Matheus Pereira: Acho que as pessoas e os arquitetos começaram a entender que uma boa casa não significa ter grandes dimensões, mas isso acarretou alguns alarmantes. Por exemplo, em São Paulo, há dois anos, uma empresa imobiliária lançou um edifício com apartamentos de 10m² e com altos preços. A partir dessa perspectiva, incorporadores imobiliários aproveitaram essa situação para criarem propostas inviáveis e por vezes controversas.
Na mesma linha, alguns meses atrás eu publiquei um artigo explicando o que a tendência de micro-habitação revelou sobre o comportamento da Geração Z. Viver e trabalhar em pequenos espaços, obriga-noa a sair de casa e experimentar o espaço público.
José Tomás Franco: Micro casas têm sido um tópico recorrente nos últimos anos, mas, meio que parecem “pequenas residências bonitas onde eu nunca poderia viver”. Hoje em dia, os modos de vida das famílias estão mudando, e ter uma casa enorme nem sempre é justificável (ou econômica) se você tiver apenas um filho, por exemplo.

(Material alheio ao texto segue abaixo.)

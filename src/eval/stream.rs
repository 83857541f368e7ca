// Byte stream access for the interpreter
//
// The interpreter reads the stream through this trait only. The cursor,
// endianness and eof flag live behind it so hosts can supply file-backed
// or memory-backed implementations.

use crate::error::{ErrorKind, InterpretError};

/// Byte order used to decode multi-byte reads.
#[derive(Debug, Clone, Copy, PartialEq, Eq)]
pub enum Endianness {
    Little,
    Big,
}

/// Cursor-based access to the byte stream under interpretation.
pub trait Stream {
    /// Total stream length in bytes.
    fn size(&self) -> u64;

    /// Current cursor position.
    fn offset(&self) -> u64;

    /// True at or past the end of the stream, or after a clamped seek.
    fn at_eof(&self) -> bool;

    /// Absolute positioning. Seeking past `size()` clamps to the end and
    /// sets a sticky eof flag; an in-bounds seek clears it.
    fn seek(&mut self, pos: u64);

    fn endian(&self) -> Endianness;

    fn set_endian(&mut self, endian: Endianness);

    /// Read exactly `n` bytes at the cursor, advancing it.
    /// A short read fails with `Eof` and leaves the cursor unmoved.
    fn read(&mut self, n: u64) -> Result<Vec<u8>, InterpretError>;

    /// Read a string at the cursor. `max_len < 0` reads until NUL and fails
    /// with `Eof` if the stream ends first; otherwise reads up to `max_len`
    /// bytes, stopping at NUL, returning what was read even on a short
    /// stream. The returned bytes exclude the terminator; the cursor is
    /// advanced past it.
    fn read_string(&mut self, max_len: i64) -> Result<Vec<u8>, InterpretError>;
}

/// Run `f` with the cursor restored to its current position afterwards,
/// on every exit path. This is the no-seek discipline required by the
/// `ReadInt` family of built-ins.
pub fn with_restored_offset<S, T>(stream: &mut S, f: impl FnOnce(&mut S) -> T) -> T
where
    S: Stream + ?Sized,
{
    let saved = stream.offset();
    let result = f(stream);
    stream.seek(saved);
    result
}

/// Memory-backed stream over a borrowed byte slice.
pub struct SliceStream<'a> {
    data: &'a [u8],
    offset: u64,
    endian: Endianness,
    sticky_eof: bool,
}

impl<'a> SliceStream<'a> {
    pub fn new(data: &'a [u8]) -> Self {
        Self {
            data,
            offset: 0,
            endian: Endianness::Little,
            sticky_eof: false,
        }
    }
}

impl<'a> Stream for SliceStream<'a> {
    fn size(&self) -> u64 {
        self.data.len() as u64
    }

    fn offset(&self) -> u64 {
        self.offset
    }

    fn at_eof(&self) -> bool {
        self.sticky_eof || self.offset >= self.size()
    }

    fn seek(&mut self, pos: u64) {
        if pos >= self.size() {
            self.offset = self.size();
            self.sticky_eof = true;
        } else {
            self.offset = pos;
            self.sticky_eof = false;
        }
    }

    fn endian(&self) -> Endianness {
        self.endian
    }

    fn set_endian(&mut self, endian: Endianness) {
        self.endian = endian;
    }

    fn read(&mut self, n: u64) -> Result<Vec<u8>, InterpretError> {
        let start = self.offset as usize;
        let end = start.saturating_add(n as usize);
        if end > self.data.len() {
            return Err(InterpretError::new(
                ErrorKind::Eof,
                format!(
                    "short read: {} bytes requested, {} available",
                    n,
                    self.data.len().saturating_sub(start)
                ),
            )
            .at_offset(self.offset));
        }
        self.offset = end as u64;
        Ok(self.data[start..end].to_vec())
    }

    fn read_string(&mut self, max_len: i64) -> Result<Vec<u8>, InterpretError> {
        let start = self.offset as usize;
        let mut bytes = Vec::new();
        let mut pos = start;
        loop {
            if max_len >= 0 && bytes.len() as i64 >= max_len {
                break;
            }
            match self.data.get(pos) {
                Some(0) => {
                    pos += 1;
                    break;
                }
                Some(&b) => {
                    bytes.push(b);
                    pos += 1;
                }
                None => {
                    if max_len < 0 {
                        return Err(InterpretError::new(
                            ErrorKind::Eof,
                            "unterminated string: end of stream before NUL",
                        )
                        .at_offset(start as u64));
                    }
                    break;
                }
            }
        }
        self.offset = pos as u64;
        Ok(bytes)
    }
}

#[cfg(test)]
mod tests {
    use super::*;

    #[test]
    fn test_read_advances_cursor() {
        let data = [0x01, 0x02, 0x03, 0x04];
        let mut s = SliceStream::new(&data);
        assert_eq!(s.read(2).unwrap(), vec![0x01, 0x02]);
        assert_eq!(s.offset(), 2);
        assert_eq!(s.read(2).unwrap(), vec![0x03, 0x04]);
        assert!(s.at_eof());
    }

    #[test]
    fn test_short_read_fails_cursor_unmoved() {
        let data = [0x01, 0x02];
        let mut s = SliceStream::new(&data);
        let err = s.read(4).unwrap_err();
        assert_eq!(err.kind, ErrorKind::Eof);
        assert_eq!(s.offset(), 0);
    }

    #[test]
    fn test_seek_clamps_and_sets_sticky_eof() {
        let data = [0u8; 8];
        let mut s = SliceStream::new(&data);
        s.seek(100);
        assert_eq!(s.offset(), 8);
        assert!(s.at_eof());
        s.seek(3);
        assert_eq!(s.offset(), 3);
        assert!(!s.at_eof());
    }

    #[test]
    fn test_with_restored_offset_on_success() {
        let data = [0u8; 8];
        let mut s = SliceStream::new(&data);
        s.seek(2);
        let read = with_restored_offset(&mut s, |s| s.read(4));
        assert!(read.is_ok());
        assert_eq!(s.offset(), 2);
    }

    #[test]
    fn test_with_restored_offset_on_error() {
        let data = [0u8; 4];
        let mut s = SliceStream::new(&data);
        s.seek(1);
        let read = with_restored_offset(&mut s, |s| {
            s.seek(3);
            s.read(10)
        });
        assert!(read.is_err());
        assert_eq!(s.offset(), 1);
    }

    #[test]
    fn test_read_string_until_nul() {
        let data = b"hi\0rest";
        let mut s = SliceStream::new(data);
        assert_eq!(s.read_string(-1).unwrap(), b"hi".to_vec());
        assert_eq!(s.offset(), 3);
    }

    #[test]
    fn test_read_string_unterminated_fails() {
        let data = b"abc";
        let mut s = SliceStream::new(data);
        assert_eq!(s.read_string(-1).unwrap_err().kind, ErrorKind::Eof);
    }

    #[test]
    fn test_read_string_bounded() {
        let data = b"abcdef";
        let mut s = SliceStream::new(data);
        assert_eq!(s.read_string(4).unwrap(), b"abcd".to_vec());
        assert_eq!(s.offset(), 4);
    }

    #[test]
    fn test_read_string_bounded_stops_at_nul() {
        let data = b"ab\0def";
        let mut s = SliceStream::new(data);
        assert_eq!(s.read_string(4).unwrap(), b"ab".to_vec());
        assert_eq!(s.offset(), 3);
    }

    #[test]
    fn test_read_string_bounded_short_stream_returns_partial() {
        let data = b"ab";
        let mut s = SliceStream::new(data);
        assert_eq!(s.read_string(10).unwrap(), b"ab".to_vec());
        assert_eq!(s.offset(), 2);
    }

    #[test]
    fn test_set_endian_idempotent() {
        let data = [0u8; 1];
        let mut s = SliceStream::new(&data);
        s.set_endian(Endianness::Big);
        s.set_endian(Endianness::Big);
        assert_eq!(s.endian(), Endianness::Big);
    }
}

Pequenas casas ou pequenos apartamentos ainda dão a você a paz de ter sua casa e permitem que você evite um sistema interminável de aluguel ou hipoteca. Além disso, as novas gerações parecem valorizar o tempo gasto no espaço público, e este é um dos princípios das pequenas casas: o seu jardim é o parque do bairro.
Maria Erman: A pressão do mercado e a densidade certamente desempenham um papel importante, mas a “vida mínima” sempre foi um desafio muito popular entre os arquitetos. Talvez, por exemplo, como acontece com as células habitacionais e habitações de Le Corbusier, onde todo mundo quer ver se há mais maneiras de encaixar tudo o que você precisa em um espaço muito pequeno (devido a limitações financeiras, etc.). Geralmente, os arquitetos tendem a reduzir muitos aspectos de seus projetos. O espaço em si não é necessariamente uma exceção.
José Tomás Franco: Acho que a moradia continuará sendo o problema a ser resolvido pelos arquitetos, mas devemos ter cuidado ao avançar ou mesmo traçar uma linha sem fazer todas as perguntas necessárias que apoiarão um bom projeto arquitetônico.
Não crie apenas pensando em seu portfólio: aprenda a ouvir o usuário e observe seu comportamento para que nossas propostas possam moldar o espaço com o qual sempre sonharam.